Em julho de 1951, havia casado com Laurita Serra Pontes. Diplomado em dezembro do mesmo ano pela Faculdade de Filosofia em Geografia e História, Luís Henrique sai em busca de trabalho. Acaba secretário do deputado estadual Carlos Anibal Correia. Por mediação do mesmo parlamentar, consegue um contrato de professor no Colégio Central.

Quando casou-se, constituiu família, encarou a realidade, viu-se diante da necessidade de um trabalho a lhe dar condições de sustentar-se e aos familiares. Professor, a atividade o absorvia de modo intenso. Jornada estafante: entrava no colégio às sete da manhã, saía quando faltavam 15 minutos para a meia-noite. Ao chegar em casa, preparar aulas do dia seguinte, não obstante o cansaço e o horário. Dia seguinte, às sete, no Colégio Central. Vida dura. Início de 1953, presta concurso público. Aprovado com distinção, definitivamente professor. Talvez aqui seja o marco decisivo na existência dele: seria professor e se entregaria inteiramente à História, agora uma paixão, a acompanhá-lo por toda sua longa vida.

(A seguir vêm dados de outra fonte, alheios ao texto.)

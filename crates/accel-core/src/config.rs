//! Plotter configuration
//!
//! Buffer sizes and window bounds are fixed at startup. A host may bake a
//! `postcard`-encoded [`PlotterConfig`] into flash and load it with
//! [`PlotterConfig::from_bytes`]; otherwise [`PlotterConfig::default`] holds
//! the stock values.

extern crate alloc;
use alloc::vec::Vec;

use log::warn;
use serde::{Deserialize, Serialize};
use thiserror_no_std::Error;

use crate::axis::PlotterMode;
use crate::plot::PlotRequest;
use crate::sampling::SamplingRate;
use crate::ui::LABEL_HEIGHT_PX;

/// Readings kept per axis (100 s at 25 Hz)
pub const DEFAULT_CAPACITY: u16 = 2500;

/// Most samples visible at once (one per pixel column plus one)
pub const DEFAULT_SHOW_MAX: u16 = 145;

/// Fewest samples visible at maximum scroll-back
pub const DEFAULT_SHOW_MIN: u16 = 10;

/// Error types for configuration
#[derive(Debug, Error, Clone, Copy, PartialEq, Eq)]
pub enum ConfigError {
    /// Sampler capacity of zero
    #[error("Capacity must be non-zero")]
    ZeroCapacity,

    /// Window that can never show a sample
    #[error("show_max must be non-zero")]
    ZeroShowMax,

    /// Minimum window larger than the maximum
    #[error("show_min ({show_min}) exceeds show_max ({show_max})")]
    InvertedWindow {
        /// Requested minimum
        show_min: u16,
        /// Requested maximum
        show_max: u16,
    },

    /// Sampling rate the sensor cannot sustain
    #[error("Sampling rate {hz} Hz is not supported")]
    UnsupportedRate {
        /// Rate in Hz
        hz: u32,
    },

    /// Bytes are not a valid encoded config
    #[error("Failed to decode config")]
    Decode,

    /// Config could not be encoded
    #[error("Failed to encode config")]
    Encode,
}

/// Result type for configuration operations
pub type ConfigResult<T> = Result<T, ConfigError>;

/// Startup configuration for the plotter
#[derive(Serialize, Deserialize, Debug, Clone, Copy, PartialEq)]
pub struct PlotterConfig {
    /// Readings kept per axis
    pub capacity: u16,
    /// Most samples visible at once
    pub show_max: u16,
    /// Fewest samples visible at maximum scroll-back
    pub show_min: u16,
    /// Axis shown at startup
    pub default_mode: PlotterMode,
    /// Sampling rate at startup
    pub sampling_rate: SamplingRate,
    /// Height of the status label strip in pixels
    pub label_height_px: u32,
}

impl Default for PlotterConfig {
    fn default() -> Self {
        Self {
            capacity: DEFAULT_CAPACITY,
            show_max: DEFAULT_SHOW_MAX,
            show_min: DEFAULT_SHOW_MIN,
            default_mode: PlotterMode::default(),
            sampling_rate: SamplingRate::default(),
            label_height_px: LABEL_HEIGHT_PX,
        }
    }
}

impl PlotterConfig {
    /// Check the config is usable
    pub fn validate(&self) -> ConfigResult<()> {
        if self.capacity == 0 {
            return Err(ConfigError::ZeroCapacity);
        }
        if self.show_max == 0 {
            return Err(ConfigError::ZeroShowMax);
        }
        if self.show_min > self.show_max {
            return Err(ConfigError::InvertedWindow {
                show_min: self.show_min,
                show_max: self.show_max,
            });
        }
        if !self.sampling_rate.is_supported() {
            return Err(ConfigError::UnsupportedRate {
                hz: self.sampling_rate.hz(),
            });
        }
        Ok(())
    }

    /// Decode and validate a `postcard` config blob
    pub fn from_bytes(bytes: &[u8]) -> ConfigResult<Self> {
        let config: Self = postcard::from_bytes(bytes).map_err(|e| {
            warn!("Rejected config blob: {:?}", e);
            ConfigError::Decode
        })?;
        config.validate()?;
        Ok(config)
    }

    /// Encode as a `postcard` blob
    pub fn to_bytes(&self) -> ConfigResult<Vec<u8>> {
        postcard::to_allocvec(self).map_err(|e| {
            warn!("Failed to encode config: {:?}", e);
            ConfigError::Encode
        })
    }

    /// Window bounds at the given scroll lag
    pub fn plot_request(&self, lag: usize) -> PlotRequest {
        PlotRequest::new(lag, usize::from(self.show_max), usize::from(self.show_min))
    }
}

Longa e brilhante trajetória acadêmica. Doutor em História por concurso de Livre Docência, com defesa de tese. Pós-doutorado na Universidade de Londres, ocasião em que escreveu o livro Comércio Proibido de Escravos. Professor Emérito da Universidade Federal da Bahia, Doutor Honoris Causa da Universidade do Estado da Bahia. Sócio da Academia Portuguesa de História e do Instituto Histórico e Geográfico Brasileiro. Recebeu da Academia Brasileira de Letras prêmios literários tanto por livros de ficção quanto pela produção acadêmica no campo da História.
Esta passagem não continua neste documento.